For readers who have already worked through books like Basic Economics by Sowell himself, The Wealth of Nations by Adam Smith, or The Intelligent Investor by Benjamin Graham, A Conflict of Visions represents a natural next step in building a more complete intellectual foundation. It is the kind of book that changes how you think rather than simply adding to what you know, and those books are rarer and more valuable than any other kind.

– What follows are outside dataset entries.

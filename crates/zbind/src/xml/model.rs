//! XML document model
//!
//! A [`Document`] owns every element in an arena. Elements are addressed by
//! [`NodeId`]; each element records the id of its parent, which is the only
//! place it may be attached to.

use std::fmt;

use crate::config::Config;

/// Index of an element inside its [`Document`]
#[derive(Clone, Copy, Debug, PartialEq, Eq, Hash, PartialOrd, Ord)]
pub struct NodeId(usize);

/// XML attribute; a missing value renders as a bare name
#[derive(Clone, Debug, PartialEq, Eq)]
pub struct Attribute {
    name: String,
    value: Option<String>,
}

impl Attribute {
    pub fn new(name: impl Into<String>, value: Option<&str>) -> Self {
        Self {
            name: name.into(),
            value: value.map(str::to_string),
        }
    }

    pub fn name(&self) -> &str {
        &self.name
    }

    pub fn value(&self) -> Option<&str> {
        self.value.as_deref()
    }
}

/// Text content, stored unescaped
#[derive(Clone, Debug, PartialEq, Eq)]
pub struct Text {
    pub value: String,
    /// Rendered inside `<![CDATA[...]]>` instead of being escaped
    pub cdata: bool,
}

#[derive(Clone, Debug, PartialEq, Eq)]
struct Node {
    name: String,
    parent: Option<NodeId>,
    attached: bool,
    children: Vec<NodeId>,
    attributes: Vec<Attribute>,
    text: Option<Text>,
}

impl Node {
    fn new(name: String, parent: Option<NodeId>) -> Self {
        Self {
            name,
            parent,
            attached: false,
            children: Vec::new(),
            attributes: Vec::new(),
            text: None,
        }
    }
}

/// XML document tree
///
/// The root element always exists. Ids are only meaningful for the document
/// that produced them; passing an id from another document panics.
#[derive(Clone, Debug, PartialEq, Eq)]
pub struct Document {
    nodes: Vec<Node>,
    emit_declaration: bool,
}

impl Document {
    /// Create a document with a root element named `root`
    pub fn new(root: impl Into<String>) -> Self {
        let mut node = Node::new(root.into(), None);
        node.attached = true;
        Self {
            nodes: vec![node],
            emit_declaration: false,
        }
    }

    /// Arena without a root; the parser fills it before handing it out
    pub(crate) fn empty() -> Self {
        Self {
            nodes: Vec::new(),
            emit_declaration: false,
        }
    }

    pub(crate) fn has_root(&self) -> bool {
        !self.nodes.is_empty()
    }

    pub const fn root(&self) -> NodeId {
        NodeId(0)
    }

    pub fn root_element(&self) -> Element<'_> {
        self.element(self.root())
    }

    /// Read-only view of an element
    ///
    /// # Panics
    ///
    /// Panics if `id` does not belong to this document.
    pub fn element(&self, id: NodeId) -> Element<'_> {
        // validate eagerly so the view never holds a dangling id
        let _ = self.node(id);
        Element { doc: self, id }
    }

    /// Number of elements stored, including detached ones
    pub fn node_count(&self) -> usize {
        self.nodes.len()
    }

    pub fn emits_declaration(&self) -> bool {
        self.emit_declaration
    }

    /// Write `<?xml version="1.0" encoding="utf-8"?>` before the root
    pub fn set_emit_declaration(&mut self, emit: bool) -> &mut Self {
        self.emit_declaration = emit;
        self
    }

    /// Create an element that records `parent` but is not yet attached
    ///
    /// The element only becomes part of the tree after
    /// [`append_child`](Self::append_child) with the same parent.
    pub fn create_element(&mut self, parent: NodeId, name: impl Into<String>) -> NodeId {
        let _ = self.node(parent);
        self.push_node(Node::new(name.into(), Some(parent)))
    }

    /// Attach `child` to `parent`
    ///
    /// Returns `false` and leaves the tree untouched when the child records a
    /// different parent or is already attached.
    pub fn append_child(&mut self, parent: NodeId, child: NodeId) -> bool {
        let node = self.node(child);
        if node.parent != Some(parent) || node.attached {
            return false;
        }
        self.node_mut(child).attached = true;
        self.node_mut(parent).children.push(child);
        true
    }

    /// Create and attach a new child element
    pub fn add_child(&mut self, parent: NodeId, name: impl Into<String>) -> NodeId {
        let child = self.create_element(parent, name);
        self.append_child(parent, child);
        child
    }

    /// Create and attach a new child element holding `text`
    pub fn add_text_child(
        &mut self,
        parent: NodeId,
        name: impl Into<String>,
        text: impl Into<String>,
    ) -> NodeId {
        let child = self.add_child(parent, name);
        self.set_text(child, text);
        child
    }

    pub fn add_attribute(&mut self, id: NodeId, name: impl Into<String>, value: Option<&str>) {
        self.node_mut(id).attributes.push(Attribute::new(name, value));
    }

    pub fn set_text(&mut self, id: NodeId, value: impl Into<String>) {
        self.node_mut(id).text = Some(Text {
            value: value.into(),
            cdata: false,
        });
    }

    pub fn set_cdata_text(&mut self, id: NodeId, value: impl Into<String>) {
        self.node_mut(id).text = Some(Text {
            value: value.into(),
            cdata: true,
        });
    }

    pub fn clear_text(&mut self, id: NodeId) {
        self.node_mut(id).text = None;
    }

    /// Merge a parsed text segment into an element
    ///
    /// Blank segments only land on elements that have neither text nor
    /// children; other segments are appended after existing content.
    pub(crate) fn push_text(&mut self, id: NodeId, segment: Text) {
        let node = self.node_mut(id);
        if segment.value.trim().is_empty() {
            if node.text.is_none() && node.children.is_empty() {
                node.text = Some(segment);
            }
            return;
        }
        match node.text.as_mut() {
            Some(text) if !text.value.trim().is_empty() => {
                text.value.push_str(&segment.value);
                text.cdata = text.cdata && segment.cdata;
            }
            _ => node.text = Some(segment),
        }
    }

    /// Append a parsed element; the root when `parent` is `None`
    ///
    /// Blank text already collected on the parent was layout, not content.
    pub(crate) fn push_element(&mut self, parent: Option<NodeId>, name: String) -> NodeId {
        let mut node = Node::new(name, parent);
        node.attached = true;
        let id = self.push_node(node);
        if let Some(parent) = parent {
            let parent = self.node_mut(parent);
            if parent
                .text
                .as_ref()
                .is_some_and(|text| text.value.trim().is_empty())
            {
                parent.text = None;
            }
            parent.children.push(id);
        }
        id
    }

    fn push_node(&mut self, node: Node) -> NodeId {
        let id = NodeId(self.nodes.len());
        self.nodes.push(node);
        id
    }

    #[allow(clippy::indexing_slicing)]
    fn node(&self, id: NodeId) -> &Node {
        &self.nodes[id.0]
    }

    #[allow(clippy::indexing_slicing)]
    fn node_mut(&mut self, id: NodeId) -> &mut Node {
        &mut self.nodes[id.0]
    }
}

impl fmt::Display for Document {
    fn fmt(&self, f: &mut fmt::Formatter<'_>) -> fmt::Result {
        f.write_str(&crate::xml::writer::to_string(self, &Config::default()))
    }
}

/// Borrowed view of one element
#[derive(Clone, Copy)]
pub struct Element<'a> {
    doc: &'a Document,
    id: NodeId,
}

impl<'a> Element<'a> {
    fn node(&self) -> &'a Node {
        self.doc.node(self.id)
    }

    pub fn id(&self) -> NodeId {
        self.id
    }

    pub fn document(&self) -> &'a Document {
        self.doc
    }

    pub fn name(&self) -> &'a str {
        &self.node().name
    }

    pub fn parent(&self) -> Option<Element<'a>> {
        self.node().parent.map(|id| self.doc.element(id))
    }

    /// Child elements in document order
    pub fn children(&self) -> impl Iterator<Item = Element<'a>> + 'a {
        let doc = self.doc;
        self.node()
            .children
            .iter()
            .map(move |&id| Element { doc, id })
    }

    pub fn children_named(&self, name: &str) -> Vec<Element<'a>> {
        self.children().filter(|child| child.name() == name).collect()
    }

    pub fn first_child_named(&self, name: &str) -> Option<Element<'a>> {
        self.children().find(|child| child.name() == name)
    }

    pub fn last_child_named(&self, name: &str) -> Option<Element<'a>> {
        self.children().filter(|child| child.name() == name).last()
    }

    pub fn attributes(&self) -> &'a [Attribute] {
        &self.node().attributes
    }

    pub fn attributes_named(&self, name: &str) -> Vec<&'a Attribute> {
        self.attributes()
            .iter()
            .filter(|attr| attr.name() == name)
            .collect()
    }

    /// Last attribute with this name
    pub fn attribute(&self, name: &str) -> Option<&'a Attribute> {
        self.attributes().iter().rev().find(|attr| attr.name() == name)
    }

    /// Text content, without any CDATA wrapper
    pub fn text(&self) -> Option<&'a str> {
        self.node().text.as_ref().map(|text| text.value.as_str())
    }

    pub fn is_cdata(&self) -> bool {
        self.node().text.as_ref().is_some_and(|text| text.cdata)
    }

    /// Number of child elements
    pub fn len(&self) -> usize {
        self.node().children.len()
    }

    pub fn is_empty(&self) -> bool {
        self.node().children.is_empty()
    }
}

impl fmt::Debug for Element<'_> {
    fn fmt(&self, f: &mut fmt::Formatter<'_>) -> fmt::Result {
        f.debug_struct("Element")
            .field("id", &self.id)
            .field("name", &self.name())
            .field("attributes", &self.attributes())
            .field("text", &self.text())
            .field("children", &self.len())
            .finish()
    }
}

impl PartialEq for Element<'_> {
    fn eq(&self, other: &Self) -> bool {
        std::ptr::eq(self.doc, other.doc) && self.id == other.id
    }
}

#[cfg(test)]
mod tests {
    use super::*;

    #[test]
    fn test_new_document_has_root() {
        let doc = Document::new("root");
        let root = doc.root_element();
        assert_eq!(root.name(), "root");
        assert!(root.parent().is_none());
        assert!(root.is_empty());
        assert!(!doc.emits_declaration());
    }

    #[test]
    fn test_children_keep_insertion_order() {
        let mut doc = Document::new("root");
        let root = doc.root();
        doc.add_text_child(root, "a", "1");
        doc.add_text_child(root, "b", "2");
        doc.add_text_child(root, "a", "3");

        let names: Vec<_> = doc.root_element().children().map(|e| e.name()).collect();
        assert_eq!(names, ["a", "b", "a"]);

        let texts: Vec<_> = doc
            .root_element()
            .children_named("a")
            .iter()
            .filter_map(|e| e.text())
            .collect();
        assert_eq!(texts, ["1", "3"]);
    }

    #[test]
    fn test_first_and_last_child_named() {
        let mut doc = Document::new("root");
        let root = doc.root();
        doc.add_text_child(root, "value", "first");
        doc.add_text_child(root, "value", "last");

        let el = doc.root_element();
        assert_eq!(el.first_child_named("value").and_then(|e| e.text()), Some("first"));
        assert_eq!(el.last_child_named("value").and_then(|e| e.text()), Some("last"));
        assert!(el.first_child_named("missing").is_none());
    }

    #[test]
    fn test_append_child_rejects_foreign_parent() {
        let mut doc = Document::new("root");
        let root = doc.root();
        let a = doc.add_child(root, "a");
        let b = doc.add_child(root, "b");

        let orphan = doc.create_element(a, "orphan");
        assert!(doc.root_element().children_named("orphan").is_empty());

        assert!(!doc.append_child(b, orphan));
        assert!(doc.element(b).is_empty());

        assert!(doc.append_child(a, orphan));
        assert!(!doc.append_child(a, orphan));
        assert_eq!(doc.element(a).len(), 1);
        assert_eq!(doc.element(orphan).parent().map(|p| p.name()), Some("a"));
    }

    #[test]
    fn test_duplicate_attributes_resolve_to_last() {
        let mut doc = Document::new("root");
        let root = doc.root();
        doc.add_attribute(root, "id", Some("1"));
        doc.add_attribute(root, "flag", None);
        doc.add_attribute(root, "id", Some("2"));

        let el = doc.root_element();
        assert_eq!(el.attributes().len(), 3);
        assert_eq!(el.attributes_named("id").len(), 2);
        assert_eq!(el.attribute("id").and_then(Attribute::value), Some("2"));
        assert_eq!(el.attribute("flag").map(Attribute::value), Some(None));
    }

    #[test]
    fn test_text_and_cdata() {
        let mut doc = Document::new("root");
        let root = doc.root();
        doc.set_cdata_text(root, "<b>bold</b>");
        assert_eq!(doc.root_element().text(), Some("<b>bold</b>"));
        assert!(doc.root_element().is_cdata());

        doc.set_text(root, "plain");
        assert!(!doc.root_element().is_cdata());

        doc.clear_text(root);
        assert_eq!(doc.root_element().text(), None);
    }

    #[test]
    fn test_push_text_merges_segments() {
        let mut doc = Document::new("root");
        let root = doc.root();
        doc.push_text(
            root,
            Text {
                value: "\n  ".to_string(),
                cdata: false,
            },
        );
        doc.add_child(root, "child");
        doc.push_text(
            root,
            Text {
                value: "tail".to_string(),
                cdata: false,
            },
        );
        doc.push_text(
            root,
            Text {
                value: "\n".to_string(),
                cdata: false,
            },
        );
        assert_eq!(doc.root_element().text(), Some("tail"));
    }
}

It is worth noting that the book is academic in its pacing. It rewards careful reading rather than skimming. If you prefer books that move quickly through concrete examples and practical recommendations, this one will require some patience. The payoff is real, but it takes longer to arrive than it does in Sowell’s more accessible works.
Final Thoughts
A Conflict of Visions is one of those books that readers tend to describe as clarifying. After finishing it, you will find yourself noticing the underlying vision in op-eds, policy debates, financial arguments, and casual conversations about economics in ways you likely did not before. That kind of perceptual shift is rare and valuable.
Thomas Sowell wrote this book not to settle the debate between the constrained and unconstrained visions but to show that the debate is real, that it is coherent, and that understanding it is prerequisite to thinking seriously about almost any social or economic question. On that count, he succeeds.
The lessons it offers about human nature, trade-offs, the limits of expertise, and the value of process over outcomes translate directly into better financial thinking. The investor who trusts a systematic process over their own ability to outsmart the market, the saver who builds structure into their habits rather than relying on willpower, and the consumer who thinks carefully about second-order effects before making a major financial decision are all, in their own way, applying the constrained vision to their personal finances.
That is not a bad framework to carry with you.